▸ TASK PROMPT:
Your answer should be the records, restated word for word.

▸ DATASET EXTRACT:

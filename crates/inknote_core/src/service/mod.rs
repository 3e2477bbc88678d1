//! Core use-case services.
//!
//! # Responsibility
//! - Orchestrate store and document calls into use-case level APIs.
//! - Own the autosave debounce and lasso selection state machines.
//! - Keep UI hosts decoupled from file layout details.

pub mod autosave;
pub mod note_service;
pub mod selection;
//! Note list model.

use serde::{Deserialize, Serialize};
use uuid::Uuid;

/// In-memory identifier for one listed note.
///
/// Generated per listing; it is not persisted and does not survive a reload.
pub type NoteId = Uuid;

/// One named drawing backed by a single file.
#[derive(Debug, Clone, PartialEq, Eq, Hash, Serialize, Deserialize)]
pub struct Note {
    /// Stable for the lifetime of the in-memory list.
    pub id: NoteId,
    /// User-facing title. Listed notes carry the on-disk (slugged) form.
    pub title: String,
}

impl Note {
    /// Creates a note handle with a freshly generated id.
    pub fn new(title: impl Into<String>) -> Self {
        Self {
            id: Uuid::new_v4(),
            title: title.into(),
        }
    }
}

▸ TASK RESULT:
filename crates/inknote_core/src/service/mod.rs
repository 3e2477bbc88678d1
//! Core use-case services.
//!
//! # Responsibility
//! - Orchestrate store and document calls into use-case level APIs.
//! - Own the autosave debounce and lasso selection state machines.
//! - Keep UI hosts decoupled from file layout details.

pub mod autosave;
pub mod note_service;
pub mod selection;
//! Note list model.

use serde::{Deserialize, Serialize};
use uuid::Uuid;

/// In-memory identifier for one listed note.
///
/// Generated per listing; it is not persisted and does not survive a reload.
pub type NoteId = Uuid;

/// One named drawing backed by a single file.
#[derive(Debug, Clone, PartialEq, Eq, Hash, Serialize, Deserialize)]
pub struct Note {
    /// Stable for the lifetime of the in-memory list.
    pub id: NoteId,
    /// User-facing title. Listed notes carry the on-disk (slugged) form.
    pub title: String,
}

impl Note {
    /// Creates a note handle with a freshly generated id.
    pub fn new(title: impl Into<String>) -> Self {
        Self {
            id: Uuid::new_v4(),
            title: title.into(),
        }
    }
}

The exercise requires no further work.